Gender-based violence is prevalent all over the world. It is alarming to know that women and children form as the dominant victims of abuse. It is prudent for everyone to understand that, gender-based violence is not only a societal issue but a world issue.

Efforts by NGOs/CSOs, government, gender-activists, etc are duly recognised in their capacity to help minimise the occurrences of gender-based violence. However, the consistent efforts of the various institutions to help curb the menace are thwarted by some cultural ideologies and practices. Some communities are resistant to change from primitive practices that do more harm than good. They believe that such cultural practices should still be upheld in high esteem though they appear to be archaic and of no benefit to the development of the country in the 21st century.

 

Visuals for Gender had its maiden twitter chat on Friday, 23rd November. The topic for discussion was ‘Culture and Gender-based violence’. A summary of the twitter chat follows in the continuing paragraphs.

 

Our resource person for the twitter chat was Mr. Pious Asante, a Gender Consultant of FAO. He first identified culture as “ideas, customs and social behavior of a particular people or society”. He explained that there were three categories of gender- based violence. These he identified as:

 

  • Relationship (Intimate Partner Violence)
  • Location (Domestic Violence)
  • Sex of Victims (Violence against women or men)

 

Some cultural practices have emboldened perpetrators of  gender-based violence to go about engaging in these crimes with impunity. Some of these gender-based violence that are sometimes encouraged by cultural practices include Child marriage, Female Genital Mutilation, cultural norms that permit men to beat their wives, widowhood rites, among many others.

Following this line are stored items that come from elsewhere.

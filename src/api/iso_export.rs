//! ISO 20022 pain.001.001.03 export
//!
//! Fixed single-transfer document with the wallet as debtor. Demo export,
//! not a payment order.

use chrono::{DateTime, Utc};
use uuid::Uuid;

const CREDITOR_NAME: &str = "Compliance Receiver";
const CREDITOR_ID: &str = "rComplianceReceiverXXXXXXXXXXXXXXX";

/// Escape the five XML special characters
pub fn xml_escape(raw: &str) -> String {
    let mut out = String::with_capacity(raw.len());
    for c in raw.chars() {
        match c {
            '&' => out.push_str("&amp;"),
            '<' => out.push_str("&lt;"),
            '>' => out.push_str("&gt;"),
            '"' => out.push_str("&quot;"),
            '\'' => out.push_str("&apos;"),
            _ => out.push(c),
        }
    }
    out
}

fn short_id(prefix: &str, len: usize) -> String {
    let hex = Uuid::new_v4().simple().to_string();
    format!("{}-{}", prefix, &hex[..len])
}

/// Amount with 6 decimals; non-finite values export as zero
pub fn format_amount(amount: f64) -> String {
    if amount.is_finite() {
        format!("{:.6}", amount)
    } else {
        "0.000000".to_string()
    }
}

/// Download file name for a wallet export
pub fn export_filename(wallet: &str) -> String {
    format!("pain001_{}.xml", wallet)
}

/// Build the document for `wallet` with `balance_xrp` as the instructed amount
pub fn generate_iso20022_xml(wallet: &str, balance_xrp: f64) -> String {
    generate_at(wallet, balance_xrp, Utc::now())
}

fn generate_at(wallet: &str, balance_xrp: f64, now: DateTime<Utc>) -> String {
    let msg_id = short_id("PX", 12);
    let e2e_id = short_id("E2E", 12);
    let pmt_inf_id = short_id("PMT", 10);
    let created = now.format("%Y-%m-%dT%H:%M:%SZ");
    let exec_date = now.format("%Y-%m-%d");
    let amount = format_amount(balance_xrp);
    let wallet_name = xml_escape(&format!("XRPL Wallet {}", wallet));
    let wallet_id = xml_escape(wallet);

    format!(
        r#"<?xml version="1.0" encoding="UTF-8"?>
<Document xmlns="urn:iso:std:iso:20022:tech:xsd:pain.001.001.03">
  <CstmrCdtTrfInitn>
    <GrpHdr>
      <MsgId>{msg_id}</MsgId>
      <CreDtTm>{created}</CreDtTm>
      <NbOfTxs>1</NbOfTxs>
      <CtrlSum>{amount}</CtrlSum>
      <InitgPty>
        <Nm>{wallet_name}</Nm>
      </InitgPty>
    </GrpHdr>
    <PmtInf>
      <PmtInfId>{pmt_inf_id}</PmtInfId>
      <PmtMtd>TRF</PmtMtd>
      <BtchBookg>false</BtchBookg>
      <NbOfTxs>1</NbOfTxs>
      <CtrlSum>{amount}</CtrlSum>
      <PmtTpInf>
        <SvcLvl>
          <Cd>SEPA</Cd>
        </SvcLvl>
      </PmtTpInf>
      <ReqdExctnDt>{exec_date}</ReqdExctnDt>
      <Dbtr>
        <Nm>{wallet_name}</Nm>
      </Dbtr>
      <DbtrAcct>
        <Id>
          <Othr>
            <Id>{wallet_id}</Id>
            <SchmeNm>
              <Prtry>XRPL</Prtry>
            </SchmeNm>
          </Othr>
        </Id>
      </DbtrAcct>
      <DbtrAgt>
        <FinInstnId>
          <Othr>
            <Id>XRPL</Id>
          </Othr>
        </FinInstnId>
      </DbtrAgt>
      <ChrgBr>SLEV</ChrgBr>
      <CdtTrfTxInf>
        <PmtId>
          <EndToEndId>{e2e_id}</EndToEndId>
        </PmtId>
        <Amt>
          <InstdAmt Ccy="XRP">{amount}</InstdAmt>
        </Amt>
        <CdtrAgt>
          <FinInstnId>
            <Othr>
              <Id>XRPL</Id>
            </Othr>
          </FinInstnId>
        </CdtrAgt>
        <Cdtr>
          <Nm>{CREDITOR_NAME}</Nm>
        </Cdtr>
        <CdtrAcct>
          <Id>
            <Othr>
              <Id>{CREDITOR_ID}</Id>
              <SchmeNm>
                <Prtry>XRPL</Prtry>
              </SchmeNm>
            </Othr>
          </Id>
        </CdtrAcct>
        <RmtInf>
          <Ustrd>PX export (demo) - not a payment order</Ustrd>
        </RmtInf>
      </CdtTrfTxInf>
    </PmtInf>
  </CstmrCdtTrfInitn>
</Document>"#
    )
}
//! PX Validator - one-shot wallet validation from the command line
//!
//! Usage:
//!   px_validator <address>
//!
//! Environment:
//!   PX_LEDGER_ENDPOINTS - comma-separated ledger JSON-RPC URLs
//!   PX_METRICS_DIR      - metrics directory (default: .)
//!   RUST_LOG            - Log level (default: info)

use eyre::{eyre, Result};
use px_validator::{sanitize_wallet_input, ValidatorConfig, WalletValidator};
use tracing_subscriber::{EnvFilter, FmtSubscriber};

#[tokio::main]
async fn main() -> Result<()> {
    FmtSubscriber::builder()
        .with_env_filter(EnvFilter::try_from_default_env().unwrap_or_else(|_| EnvFilter::new("info")))
        .with_target(false)
        .with_writer(std::io::stderr)
        .compact()
        .init();

    let raw = std::env::args()
        .nth(1)
        .ok_or_else(|| eyre!("usage: px_validator <address>"))?;
    let wallet = sanitize_wallet_input(&raw).ok_or_else(|| eyre!("Invalid wallet address: {:?}", raw))?;

    let config = ValidatorConfig::from_env();
    let validator = WalletValidator::new(&config)?;

    let (report, pending_metrics) = validator.validate_tracked(&wallet).await;
    println!("{}", serde_json::to_string_pretty(&report)?);

    // Let the metrics write land before the runtime shuts down
    pending_metrics.await?;

    Ok(())
}
//! API Request Handlers

use axum::{
    extract::{Json, State},
    http::header,
    response::{IntoResponse, Response},
};
use std::sync::Arc;
use std::time::Instant;
use tracing::warn;

use super::iso_export::{export_filename, generate_iso20022_xml};
use super::types::*;
use crate::models::errors::AppError;
use crate::models::types::{MetricsSummary, ValidationReport};
use crate::utils::sanitize::sanitize_wallet_input;
use crate::validator::WalletValidator;

/// Shared application state
pub struct AppState {
    pub validator: Arc<WalletValidator>,
}

impl AppState {
    pub fn new(validator: Arc<WalletValidator>) -> Self {
        Self { validator }
    }
}

fn require_wallet(raw: &str, message: &str, start: Instant) -> Result<String, ErrorResponse> {
    sanitize_wallet_input(raw).ok_or_else(|| {
        ErrorResponse::from_app_error(
            &AppError::bad_request(message),
            start.elapsed().as_secs_f64() * 1000.0,
        )
    })
}

// ============================================
// Health Check
// ============================================

pub async fn health_check() -> Json<HealthData> {
    Json(HealthData { ok: true })
}

// ============================================
// Wallet Validation
// ============================================

pub async fn validate_wallet(
    State(state): State<Arc<AppState>>,
    Json(req): Json<WalletRequest>,
) -> Result<Json<ValidationReport>, ErrorResponse> {
    let start = Instant::now();
    let wallet = require_wallet(&req.wallet, "Invalid wallet address.", start)?;

    Ok(Json(state.validator.validate(&wallet).await))
}

// ============================================
// Metrics
// ============================================

pub async fn get_metrics(State(state): State<Arc<AppState>>) -> Json<MetricsSummary> {
    match state.validator.metrics_summary().await {
        Ok(summary) => Json(summary),
        Err(e) => {
            // keep the endpoint healthy even if the store is unreadable
            warn!(code = e.code_str(), "⚠️ Metrics summary unavailable: {}", e);
            Json(MetricsSummary::unavailable(e.to_string()))
        }
    }
}

// ============================================
// ISO 20022 Export
// ============================================

pub async fn export_iso(
    State(state): State<Arc<AppState>>,
    Json(req): Json<WalletRequest>,
) -> Result<Response, ErrorResponse> {
    let start = Instant::now();
    let wallet = require_wallet(&req.wallet, "Invalid XRPL address.", start)?;

    // An unreachable ledger exports a zero balance
    let snapshot = state.validator.lookup(&wallet).await;
    let xml = generate_iso20022_xml(&wallet, snapshot.balance_xrp());
    let disposition = format!("attachment; filename=\"{}\"", export_filename(&wallet));

    Ok((
        [
            (header::CONTENT_TYPE, "application/xml".to_string()),
            (header::CONTENT_DISPOSITION, disposition),
        ],
        xml,
    )
        .into_response())
}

Such practices have been normalized and regarded as an acceptable standard of behavior. It was highlighted that gender-based violence still lingers in some communities because the men have been given too much authority to victimize women. Such men exert their power on women to satisfy their selfish needs.

 

The perception that the man is the “head of the home and the woman the tail” has affected attitudes and behaviors, hence relegating the woman as a “slave” to be subjected to all forms of harsh treatments.

 

Although some cultural practices enable gender-based violence to thrive, the people who uphold these practices are oblivious to the negative effects they come along with. Their main priority is to uphold and continue the traditions left for them by their forefathers instead of coming to the realization that people’s lives are in danger and efforts must be put in place to help curb the menace.

 

It will take a step at a time for the narrative on culture and gender-based violence to change.  The feedback we got from the people who joined the twitter chat indicates that there has to be continuous education and sensitization on the negative effects of gender-based violence all over the country. This will go a long way to influence attitudes and perceptions, hence leading to a change of heart. It might not be a quick remedy to the problem, however it is a bold step in the right direction.

 

Addressing and tackling issues of gender-based violence is a collective responsibility. Everyone, regardless his or her status, victim or not should contribute in whatever capacity they can, to help advocate against gender-based violence.